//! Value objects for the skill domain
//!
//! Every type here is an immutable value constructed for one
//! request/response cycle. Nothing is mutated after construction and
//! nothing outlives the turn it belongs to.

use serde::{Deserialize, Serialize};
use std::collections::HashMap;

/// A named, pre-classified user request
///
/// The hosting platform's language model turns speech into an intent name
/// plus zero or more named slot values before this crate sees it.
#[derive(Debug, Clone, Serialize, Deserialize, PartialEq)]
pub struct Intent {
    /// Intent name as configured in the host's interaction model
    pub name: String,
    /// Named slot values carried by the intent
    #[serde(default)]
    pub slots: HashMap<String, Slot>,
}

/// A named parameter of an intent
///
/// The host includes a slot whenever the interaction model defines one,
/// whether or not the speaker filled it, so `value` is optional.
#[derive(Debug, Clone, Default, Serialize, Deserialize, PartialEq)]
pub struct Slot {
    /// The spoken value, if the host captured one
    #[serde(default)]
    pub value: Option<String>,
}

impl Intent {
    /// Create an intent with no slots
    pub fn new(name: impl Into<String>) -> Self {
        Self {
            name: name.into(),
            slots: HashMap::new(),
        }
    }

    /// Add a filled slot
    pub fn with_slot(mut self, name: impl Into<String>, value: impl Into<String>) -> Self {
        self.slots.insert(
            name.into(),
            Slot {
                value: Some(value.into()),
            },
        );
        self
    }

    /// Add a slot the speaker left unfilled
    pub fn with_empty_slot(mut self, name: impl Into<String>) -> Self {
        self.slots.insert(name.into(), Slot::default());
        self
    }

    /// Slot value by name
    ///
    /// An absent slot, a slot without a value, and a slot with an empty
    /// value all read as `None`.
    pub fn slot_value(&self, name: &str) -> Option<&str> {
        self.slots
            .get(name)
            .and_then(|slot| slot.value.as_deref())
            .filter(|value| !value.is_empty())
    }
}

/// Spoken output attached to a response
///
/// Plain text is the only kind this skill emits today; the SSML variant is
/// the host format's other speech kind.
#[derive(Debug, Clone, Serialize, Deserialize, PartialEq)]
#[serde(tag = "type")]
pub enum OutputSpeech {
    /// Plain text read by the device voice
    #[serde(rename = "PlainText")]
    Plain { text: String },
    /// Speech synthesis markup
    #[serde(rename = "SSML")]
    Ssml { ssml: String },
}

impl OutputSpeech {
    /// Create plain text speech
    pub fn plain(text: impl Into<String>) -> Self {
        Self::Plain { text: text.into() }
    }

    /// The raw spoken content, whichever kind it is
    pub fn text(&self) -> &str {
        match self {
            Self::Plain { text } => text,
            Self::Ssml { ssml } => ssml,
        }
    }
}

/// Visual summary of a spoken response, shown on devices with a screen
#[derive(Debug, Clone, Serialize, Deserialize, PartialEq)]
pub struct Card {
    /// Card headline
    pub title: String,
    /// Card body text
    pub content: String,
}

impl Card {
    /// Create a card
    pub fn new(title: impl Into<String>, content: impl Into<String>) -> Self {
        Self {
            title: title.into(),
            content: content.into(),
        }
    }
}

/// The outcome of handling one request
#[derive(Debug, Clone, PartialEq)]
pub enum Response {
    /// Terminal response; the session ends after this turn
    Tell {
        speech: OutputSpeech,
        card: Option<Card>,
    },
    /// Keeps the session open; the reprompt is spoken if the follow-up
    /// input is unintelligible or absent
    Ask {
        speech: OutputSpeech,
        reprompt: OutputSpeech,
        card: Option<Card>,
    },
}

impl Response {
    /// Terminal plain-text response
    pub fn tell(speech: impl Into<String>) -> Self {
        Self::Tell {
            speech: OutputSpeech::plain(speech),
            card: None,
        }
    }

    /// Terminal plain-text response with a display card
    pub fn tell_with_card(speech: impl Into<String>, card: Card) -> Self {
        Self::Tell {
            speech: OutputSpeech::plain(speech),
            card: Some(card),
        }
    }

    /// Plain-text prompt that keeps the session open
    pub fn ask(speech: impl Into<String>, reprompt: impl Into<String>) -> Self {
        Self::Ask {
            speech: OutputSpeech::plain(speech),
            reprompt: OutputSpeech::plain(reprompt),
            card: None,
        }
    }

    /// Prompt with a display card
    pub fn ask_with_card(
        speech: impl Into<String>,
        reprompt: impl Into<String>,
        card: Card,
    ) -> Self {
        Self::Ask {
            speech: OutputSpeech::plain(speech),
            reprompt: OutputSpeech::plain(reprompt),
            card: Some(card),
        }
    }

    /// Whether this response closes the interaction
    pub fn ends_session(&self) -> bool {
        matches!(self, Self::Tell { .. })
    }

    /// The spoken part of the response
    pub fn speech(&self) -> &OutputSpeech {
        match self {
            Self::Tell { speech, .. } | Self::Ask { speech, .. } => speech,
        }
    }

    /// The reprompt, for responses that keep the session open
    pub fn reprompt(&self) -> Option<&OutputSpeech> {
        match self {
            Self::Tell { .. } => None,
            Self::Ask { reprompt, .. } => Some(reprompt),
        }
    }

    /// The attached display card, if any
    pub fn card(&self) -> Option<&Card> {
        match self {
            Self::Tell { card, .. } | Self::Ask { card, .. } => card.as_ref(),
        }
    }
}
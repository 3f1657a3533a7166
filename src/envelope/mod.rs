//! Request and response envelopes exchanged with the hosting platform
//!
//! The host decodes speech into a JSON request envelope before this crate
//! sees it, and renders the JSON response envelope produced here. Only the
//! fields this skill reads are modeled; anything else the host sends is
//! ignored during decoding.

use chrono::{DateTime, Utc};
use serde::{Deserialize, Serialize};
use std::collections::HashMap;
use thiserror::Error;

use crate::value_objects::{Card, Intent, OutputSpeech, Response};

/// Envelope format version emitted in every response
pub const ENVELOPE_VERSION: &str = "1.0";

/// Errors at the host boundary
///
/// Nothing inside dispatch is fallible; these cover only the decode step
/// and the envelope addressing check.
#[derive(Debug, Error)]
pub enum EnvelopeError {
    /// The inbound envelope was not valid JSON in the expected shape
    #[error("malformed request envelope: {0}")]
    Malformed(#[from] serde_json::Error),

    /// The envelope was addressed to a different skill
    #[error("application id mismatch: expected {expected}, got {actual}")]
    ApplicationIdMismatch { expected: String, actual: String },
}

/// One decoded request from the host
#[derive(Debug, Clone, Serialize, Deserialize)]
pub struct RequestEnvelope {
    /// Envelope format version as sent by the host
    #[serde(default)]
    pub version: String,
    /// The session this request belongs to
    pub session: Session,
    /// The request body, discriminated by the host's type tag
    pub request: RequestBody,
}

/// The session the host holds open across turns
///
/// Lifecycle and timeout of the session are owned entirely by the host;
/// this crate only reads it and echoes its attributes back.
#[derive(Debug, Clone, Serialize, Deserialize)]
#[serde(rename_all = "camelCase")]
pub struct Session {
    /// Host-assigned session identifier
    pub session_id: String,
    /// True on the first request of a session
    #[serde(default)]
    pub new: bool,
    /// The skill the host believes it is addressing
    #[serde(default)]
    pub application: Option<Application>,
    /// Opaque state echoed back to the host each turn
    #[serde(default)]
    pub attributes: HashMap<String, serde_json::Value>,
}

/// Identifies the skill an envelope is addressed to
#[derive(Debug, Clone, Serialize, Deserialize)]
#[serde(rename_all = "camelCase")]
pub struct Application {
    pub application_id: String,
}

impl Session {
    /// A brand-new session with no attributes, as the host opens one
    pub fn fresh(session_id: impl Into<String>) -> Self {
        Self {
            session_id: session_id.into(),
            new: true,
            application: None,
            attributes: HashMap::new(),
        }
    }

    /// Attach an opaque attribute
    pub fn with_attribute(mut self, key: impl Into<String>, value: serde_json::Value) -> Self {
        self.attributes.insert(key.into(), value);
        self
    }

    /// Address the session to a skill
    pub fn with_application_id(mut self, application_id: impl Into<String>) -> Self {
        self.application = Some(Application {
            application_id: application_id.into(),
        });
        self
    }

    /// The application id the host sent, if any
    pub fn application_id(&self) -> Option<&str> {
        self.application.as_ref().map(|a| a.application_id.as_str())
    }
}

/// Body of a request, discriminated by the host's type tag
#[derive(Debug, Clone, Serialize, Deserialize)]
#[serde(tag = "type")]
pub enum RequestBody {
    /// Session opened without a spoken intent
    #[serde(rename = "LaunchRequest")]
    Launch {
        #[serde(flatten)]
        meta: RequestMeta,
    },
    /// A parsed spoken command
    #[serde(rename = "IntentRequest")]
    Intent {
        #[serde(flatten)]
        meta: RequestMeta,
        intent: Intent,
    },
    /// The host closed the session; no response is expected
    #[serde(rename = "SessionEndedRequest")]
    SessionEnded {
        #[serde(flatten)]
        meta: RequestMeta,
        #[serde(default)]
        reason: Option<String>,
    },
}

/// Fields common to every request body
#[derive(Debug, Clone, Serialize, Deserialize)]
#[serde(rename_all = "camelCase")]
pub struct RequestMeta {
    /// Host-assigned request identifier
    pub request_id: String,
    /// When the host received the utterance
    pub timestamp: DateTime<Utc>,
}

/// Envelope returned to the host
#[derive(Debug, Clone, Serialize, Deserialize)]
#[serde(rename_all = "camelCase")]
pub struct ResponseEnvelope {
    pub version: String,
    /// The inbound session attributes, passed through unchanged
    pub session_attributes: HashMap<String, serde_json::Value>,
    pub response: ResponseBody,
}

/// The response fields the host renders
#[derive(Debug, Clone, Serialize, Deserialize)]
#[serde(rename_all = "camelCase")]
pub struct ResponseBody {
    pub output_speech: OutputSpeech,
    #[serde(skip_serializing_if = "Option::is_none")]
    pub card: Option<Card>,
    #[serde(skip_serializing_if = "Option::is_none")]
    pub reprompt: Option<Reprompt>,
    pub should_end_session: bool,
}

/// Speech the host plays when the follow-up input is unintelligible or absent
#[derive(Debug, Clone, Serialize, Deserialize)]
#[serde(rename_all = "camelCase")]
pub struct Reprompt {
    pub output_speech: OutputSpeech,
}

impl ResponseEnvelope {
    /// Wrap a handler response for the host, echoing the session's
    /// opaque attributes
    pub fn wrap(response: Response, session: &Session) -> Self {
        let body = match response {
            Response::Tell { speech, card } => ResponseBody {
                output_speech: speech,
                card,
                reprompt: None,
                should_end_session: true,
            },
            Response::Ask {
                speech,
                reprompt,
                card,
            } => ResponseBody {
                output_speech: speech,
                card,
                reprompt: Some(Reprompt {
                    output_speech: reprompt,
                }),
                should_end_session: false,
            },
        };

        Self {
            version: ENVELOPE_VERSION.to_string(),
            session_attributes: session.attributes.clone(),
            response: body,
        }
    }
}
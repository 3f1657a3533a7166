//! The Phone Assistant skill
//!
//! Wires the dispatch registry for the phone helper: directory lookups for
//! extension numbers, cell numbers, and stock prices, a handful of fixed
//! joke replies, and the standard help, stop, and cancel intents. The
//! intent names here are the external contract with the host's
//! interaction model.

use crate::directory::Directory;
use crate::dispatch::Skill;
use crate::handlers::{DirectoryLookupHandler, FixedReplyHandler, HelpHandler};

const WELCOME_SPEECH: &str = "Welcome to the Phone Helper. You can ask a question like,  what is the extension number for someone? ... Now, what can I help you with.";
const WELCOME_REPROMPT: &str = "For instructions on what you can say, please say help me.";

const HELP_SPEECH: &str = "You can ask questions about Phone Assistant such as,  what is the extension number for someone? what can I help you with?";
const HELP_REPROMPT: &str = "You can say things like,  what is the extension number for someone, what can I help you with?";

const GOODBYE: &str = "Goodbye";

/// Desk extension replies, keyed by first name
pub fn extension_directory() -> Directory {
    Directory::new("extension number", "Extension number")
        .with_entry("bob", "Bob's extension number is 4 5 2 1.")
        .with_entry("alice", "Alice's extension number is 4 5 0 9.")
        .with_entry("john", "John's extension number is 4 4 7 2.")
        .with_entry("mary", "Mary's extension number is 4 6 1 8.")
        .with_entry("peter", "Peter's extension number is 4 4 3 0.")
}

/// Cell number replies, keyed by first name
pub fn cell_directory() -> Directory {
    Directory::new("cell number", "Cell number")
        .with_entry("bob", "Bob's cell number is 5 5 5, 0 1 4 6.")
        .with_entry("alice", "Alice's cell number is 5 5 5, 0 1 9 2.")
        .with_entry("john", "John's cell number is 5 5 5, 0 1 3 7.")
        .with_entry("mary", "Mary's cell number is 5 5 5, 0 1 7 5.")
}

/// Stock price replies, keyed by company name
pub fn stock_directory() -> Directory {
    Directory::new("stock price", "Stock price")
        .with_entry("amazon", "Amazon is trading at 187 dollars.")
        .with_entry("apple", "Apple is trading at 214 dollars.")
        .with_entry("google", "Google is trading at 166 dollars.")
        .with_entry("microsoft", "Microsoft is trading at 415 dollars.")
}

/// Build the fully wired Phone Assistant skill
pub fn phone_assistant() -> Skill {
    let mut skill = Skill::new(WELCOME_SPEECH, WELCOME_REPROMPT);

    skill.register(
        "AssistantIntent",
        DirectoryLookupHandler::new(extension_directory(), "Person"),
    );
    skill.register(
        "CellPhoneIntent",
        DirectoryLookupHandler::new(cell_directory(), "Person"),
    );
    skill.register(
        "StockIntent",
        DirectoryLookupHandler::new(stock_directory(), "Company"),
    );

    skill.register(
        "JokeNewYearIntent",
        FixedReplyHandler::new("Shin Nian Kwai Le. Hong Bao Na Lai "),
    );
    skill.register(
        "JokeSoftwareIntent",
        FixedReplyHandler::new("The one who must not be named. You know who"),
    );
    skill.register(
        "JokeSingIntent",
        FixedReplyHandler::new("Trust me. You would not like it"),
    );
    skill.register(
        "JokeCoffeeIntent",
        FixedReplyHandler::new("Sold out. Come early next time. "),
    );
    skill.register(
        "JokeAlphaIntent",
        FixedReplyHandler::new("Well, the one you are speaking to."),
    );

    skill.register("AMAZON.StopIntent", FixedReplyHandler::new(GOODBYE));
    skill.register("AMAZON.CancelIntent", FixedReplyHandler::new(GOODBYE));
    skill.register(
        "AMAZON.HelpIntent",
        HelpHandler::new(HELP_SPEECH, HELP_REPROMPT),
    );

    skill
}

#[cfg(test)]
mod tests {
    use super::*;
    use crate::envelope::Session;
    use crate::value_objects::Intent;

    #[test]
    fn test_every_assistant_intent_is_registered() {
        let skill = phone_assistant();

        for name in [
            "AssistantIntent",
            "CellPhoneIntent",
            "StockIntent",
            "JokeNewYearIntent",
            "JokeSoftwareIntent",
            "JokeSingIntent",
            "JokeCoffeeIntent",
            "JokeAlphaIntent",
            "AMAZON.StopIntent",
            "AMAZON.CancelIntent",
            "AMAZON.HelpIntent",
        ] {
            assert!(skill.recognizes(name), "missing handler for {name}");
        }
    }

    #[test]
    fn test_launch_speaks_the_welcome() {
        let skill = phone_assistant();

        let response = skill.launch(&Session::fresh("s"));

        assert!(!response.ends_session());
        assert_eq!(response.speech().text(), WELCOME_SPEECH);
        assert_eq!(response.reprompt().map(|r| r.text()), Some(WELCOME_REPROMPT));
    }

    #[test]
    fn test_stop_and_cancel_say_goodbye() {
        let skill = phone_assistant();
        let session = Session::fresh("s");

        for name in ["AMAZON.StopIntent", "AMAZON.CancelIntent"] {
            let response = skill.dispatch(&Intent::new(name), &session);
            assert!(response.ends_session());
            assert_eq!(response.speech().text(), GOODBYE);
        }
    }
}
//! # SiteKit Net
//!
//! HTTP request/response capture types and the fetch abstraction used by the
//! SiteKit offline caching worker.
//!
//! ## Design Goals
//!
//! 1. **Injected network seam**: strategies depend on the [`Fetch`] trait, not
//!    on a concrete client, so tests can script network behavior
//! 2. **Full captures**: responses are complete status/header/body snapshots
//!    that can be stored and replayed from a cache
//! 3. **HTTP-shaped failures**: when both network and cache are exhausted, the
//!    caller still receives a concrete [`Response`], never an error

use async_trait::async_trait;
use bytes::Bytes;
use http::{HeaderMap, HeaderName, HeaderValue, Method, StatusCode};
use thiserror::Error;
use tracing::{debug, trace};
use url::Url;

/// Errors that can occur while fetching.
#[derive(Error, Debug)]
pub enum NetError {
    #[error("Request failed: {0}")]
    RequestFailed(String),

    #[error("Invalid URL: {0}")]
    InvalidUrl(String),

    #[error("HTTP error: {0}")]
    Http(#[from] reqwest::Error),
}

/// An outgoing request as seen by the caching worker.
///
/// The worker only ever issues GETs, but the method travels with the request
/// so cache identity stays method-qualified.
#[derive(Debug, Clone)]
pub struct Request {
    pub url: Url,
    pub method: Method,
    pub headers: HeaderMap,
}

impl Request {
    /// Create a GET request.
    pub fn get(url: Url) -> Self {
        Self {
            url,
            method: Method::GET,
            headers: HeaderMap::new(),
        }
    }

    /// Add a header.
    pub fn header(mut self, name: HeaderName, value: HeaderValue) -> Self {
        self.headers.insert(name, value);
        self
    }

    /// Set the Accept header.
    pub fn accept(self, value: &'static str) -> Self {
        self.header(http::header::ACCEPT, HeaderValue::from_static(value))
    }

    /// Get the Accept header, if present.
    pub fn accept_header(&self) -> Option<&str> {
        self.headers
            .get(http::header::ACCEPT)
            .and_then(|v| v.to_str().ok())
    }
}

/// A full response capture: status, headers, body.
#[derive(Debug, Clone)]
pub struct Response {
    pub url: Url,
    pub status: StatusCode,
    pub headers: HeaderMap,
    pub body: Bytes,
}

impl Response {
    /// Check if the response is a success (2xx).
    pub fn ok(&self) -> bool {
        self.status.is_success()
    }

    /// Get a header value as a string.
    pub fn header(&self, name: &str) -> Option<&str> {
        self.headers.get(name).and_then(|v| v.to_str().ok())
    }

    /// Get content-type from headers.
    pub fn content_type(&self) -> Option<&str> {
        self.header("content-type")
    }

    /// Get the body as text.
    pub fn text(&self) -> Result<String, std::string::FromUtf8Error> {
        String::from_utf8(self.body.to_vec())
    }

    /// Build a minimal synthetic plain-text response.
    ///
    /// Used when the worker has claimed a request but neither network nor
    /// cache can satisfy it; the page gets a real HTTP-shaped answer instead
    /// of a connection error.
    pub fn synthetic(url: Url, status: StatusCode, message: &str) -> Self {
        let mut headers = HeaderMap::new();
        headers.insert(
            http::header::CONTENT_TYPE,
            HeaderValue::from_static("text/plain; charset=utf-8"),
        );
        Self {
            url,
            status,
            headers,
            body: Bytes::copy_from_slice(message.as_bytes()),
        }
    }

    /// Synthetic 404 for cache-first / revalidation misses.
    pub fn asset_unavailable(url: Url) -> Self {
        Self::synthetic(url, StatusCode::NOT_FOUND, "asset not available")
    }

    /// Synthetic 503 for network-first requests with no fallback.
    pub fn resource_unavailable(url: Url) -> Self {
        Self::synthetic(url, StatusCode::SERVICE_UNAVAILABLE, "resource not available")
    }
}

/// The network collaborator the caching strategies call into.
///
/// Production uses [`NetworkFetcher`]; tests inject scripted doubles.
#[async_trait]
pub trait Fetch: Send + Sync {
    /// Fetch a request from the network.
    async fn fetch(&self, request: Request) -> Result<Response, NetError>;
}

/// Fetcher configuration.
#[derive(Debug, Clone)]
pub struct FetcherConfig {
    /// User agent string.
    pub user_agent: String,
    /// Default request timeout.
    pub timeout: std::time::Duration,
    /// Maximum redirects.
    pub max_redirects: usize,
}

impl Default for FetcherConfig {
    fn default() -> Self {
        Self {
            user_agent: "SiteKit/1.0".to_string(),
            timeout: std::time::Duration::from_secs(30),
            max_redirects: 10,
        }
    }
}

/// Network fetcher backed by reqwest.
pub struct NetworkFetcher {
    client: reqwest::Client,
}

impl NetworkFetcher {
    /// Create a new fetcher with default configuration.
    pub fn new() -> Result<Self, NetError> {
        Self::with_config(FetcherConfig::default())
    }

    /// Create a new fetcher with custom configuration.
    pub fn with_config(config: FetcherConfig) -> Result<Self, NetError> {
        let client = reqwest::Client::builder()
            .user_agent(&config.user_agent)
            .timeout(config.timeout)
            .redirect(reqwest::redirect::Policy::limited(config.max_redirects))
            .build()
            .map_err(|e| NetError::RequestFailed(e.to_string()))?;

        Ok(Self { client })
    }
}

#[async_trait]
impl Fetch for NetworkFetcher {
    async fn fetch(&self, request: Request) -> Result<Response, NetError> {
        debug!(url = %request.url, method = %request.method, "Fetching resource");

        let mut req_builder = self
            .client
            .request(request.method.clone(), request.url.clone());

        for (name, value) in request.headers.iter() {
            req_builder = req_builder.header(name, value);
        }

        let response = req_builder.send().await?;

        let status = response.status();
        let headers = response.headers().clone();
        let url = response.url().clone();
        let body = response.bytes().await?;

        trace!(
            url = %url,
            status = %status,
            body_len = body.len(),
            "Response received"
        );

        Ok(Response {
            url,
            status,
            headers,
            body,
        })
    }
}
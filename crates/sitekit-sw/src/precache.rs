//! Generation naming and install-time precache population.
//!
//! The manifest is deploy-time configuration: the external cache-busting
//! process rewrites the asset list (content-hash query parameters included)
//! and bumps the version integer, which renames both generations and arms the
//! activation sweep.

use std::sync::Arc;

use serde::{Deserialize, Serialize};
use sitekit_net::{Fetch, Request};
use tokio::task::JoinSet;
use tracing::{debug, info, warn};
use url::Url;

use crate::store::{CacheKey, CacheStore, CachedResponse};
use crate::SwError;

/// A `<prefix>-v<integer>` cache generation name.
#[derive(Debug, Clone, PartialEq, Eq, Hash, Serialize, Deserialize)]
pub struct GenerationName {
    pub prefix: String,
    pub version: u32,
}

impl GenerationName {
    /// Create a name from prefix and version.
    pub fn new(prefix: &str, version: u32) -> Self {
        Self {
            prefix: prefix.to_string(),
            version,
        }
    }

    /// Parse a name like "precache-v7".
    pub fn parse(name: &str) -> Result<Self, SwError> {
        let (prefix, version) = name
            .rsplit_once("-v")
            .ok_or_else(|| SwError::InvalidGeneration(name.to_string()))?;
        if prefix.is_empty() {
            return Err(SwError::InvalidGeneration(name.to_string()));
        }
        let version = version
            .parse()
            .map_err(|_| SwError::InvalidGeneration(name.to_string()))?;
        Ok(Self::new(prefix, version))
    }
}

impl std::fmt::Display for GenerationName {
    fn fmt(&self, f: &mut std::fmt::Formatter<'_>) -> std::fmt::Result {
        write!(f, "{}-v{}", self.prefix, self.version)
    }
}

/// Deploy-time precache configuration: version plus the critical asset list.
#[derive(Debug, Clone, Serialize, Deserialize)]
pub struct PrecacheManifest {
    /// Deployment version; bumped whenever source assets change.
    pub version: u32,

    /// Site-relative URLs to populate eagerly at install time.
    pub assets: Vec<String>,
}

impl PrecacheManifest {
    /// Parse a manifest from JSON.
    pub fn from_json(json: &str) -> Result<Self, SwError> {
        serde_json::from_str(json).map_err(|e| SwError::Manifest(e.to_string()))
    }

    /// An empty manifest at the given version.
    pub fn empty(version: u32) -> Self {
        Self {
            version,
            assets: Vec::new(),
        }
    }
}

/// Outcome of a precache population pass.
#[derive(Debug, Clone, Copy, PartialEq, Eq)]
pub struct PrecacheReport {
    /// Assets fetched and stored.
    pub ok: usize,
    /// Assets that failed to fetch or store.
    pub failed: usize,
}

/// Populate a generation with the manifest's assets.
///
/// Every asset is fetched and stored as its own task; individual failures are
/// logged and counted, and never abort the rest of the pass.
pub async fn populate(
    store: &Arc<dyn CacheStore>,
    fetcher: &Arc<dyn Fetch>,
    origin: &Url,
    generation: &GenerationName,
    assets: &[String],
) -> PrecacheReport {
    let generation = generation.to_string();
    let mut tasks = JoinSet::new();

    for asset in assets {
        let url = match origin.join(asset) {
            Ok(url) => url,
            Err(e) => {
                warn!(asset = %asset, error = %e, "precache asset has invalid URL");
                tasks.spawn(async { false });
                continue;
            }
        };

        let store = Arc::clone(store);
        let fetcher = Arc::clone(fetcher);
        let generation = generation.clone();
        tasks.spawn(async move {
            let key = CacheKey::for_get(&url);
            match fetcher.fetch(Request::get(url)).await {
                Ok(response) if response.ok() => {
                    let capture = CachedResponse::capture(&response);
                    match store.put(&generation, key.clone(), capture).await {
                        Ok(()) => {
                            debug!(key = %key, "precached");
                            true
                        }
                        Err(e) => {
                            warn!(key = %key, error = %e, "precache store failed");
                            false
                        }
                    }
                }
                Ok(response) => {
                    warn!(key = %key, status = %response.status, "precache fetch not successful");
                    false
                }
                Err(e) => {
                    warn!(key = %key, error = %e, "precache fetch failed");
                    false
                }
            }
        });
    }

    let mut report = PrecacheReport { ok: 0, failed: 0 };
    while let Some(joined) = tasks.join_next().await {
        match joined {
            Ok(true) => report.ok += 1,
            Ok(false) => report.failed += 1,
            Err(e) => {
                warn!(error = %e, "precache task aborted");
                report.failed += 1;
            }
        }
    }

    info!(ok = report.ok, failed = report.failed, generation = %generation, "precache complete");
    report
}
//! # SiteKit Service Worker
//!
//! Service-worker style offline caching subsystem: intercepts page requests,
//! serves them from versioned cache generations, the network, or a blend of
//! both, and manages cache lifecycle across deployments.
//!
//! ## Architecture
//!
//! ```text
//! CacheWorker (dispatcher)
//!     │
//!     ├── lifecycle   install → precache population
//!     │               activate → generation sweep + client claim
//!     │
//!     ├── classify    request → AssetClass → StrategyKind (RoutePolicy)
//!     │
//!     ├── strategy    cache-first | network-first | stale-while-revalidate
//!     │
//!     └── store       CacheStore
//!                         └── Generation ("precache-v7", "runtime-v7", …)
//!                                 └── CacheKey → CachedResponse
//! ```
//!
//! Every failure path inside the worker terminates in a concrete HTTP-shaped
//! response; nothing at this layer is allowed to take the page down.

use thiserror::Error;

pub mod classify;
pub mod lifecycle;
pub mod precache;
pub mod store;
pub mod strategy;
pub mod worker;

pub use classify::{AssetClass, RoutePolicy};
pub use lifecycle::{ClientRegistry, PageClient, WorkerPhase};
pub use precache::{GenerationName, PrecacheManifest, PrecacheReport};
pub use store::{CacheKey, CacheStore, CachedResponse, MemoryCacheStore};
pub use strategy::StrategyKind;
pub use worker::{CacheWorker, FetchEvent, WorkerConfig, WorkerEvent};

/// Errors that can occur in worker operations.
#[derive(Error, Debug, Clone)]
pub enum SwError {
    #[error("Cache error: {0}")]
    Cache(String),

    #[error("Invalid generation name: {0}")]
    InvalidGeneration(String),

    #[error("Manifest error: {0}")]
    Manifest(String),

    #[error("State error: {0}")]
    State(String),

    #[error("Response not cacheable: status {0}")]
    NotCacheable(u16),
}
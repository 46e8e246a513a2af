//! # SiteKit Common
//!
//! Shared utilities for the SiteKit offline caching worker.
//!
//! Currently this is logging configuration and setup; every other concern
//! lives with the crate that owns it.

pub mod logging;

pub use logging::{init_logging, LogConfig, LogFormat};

Directions: From the data above, how many lines contain the word "message"? Give the number alone.

Task answer: 2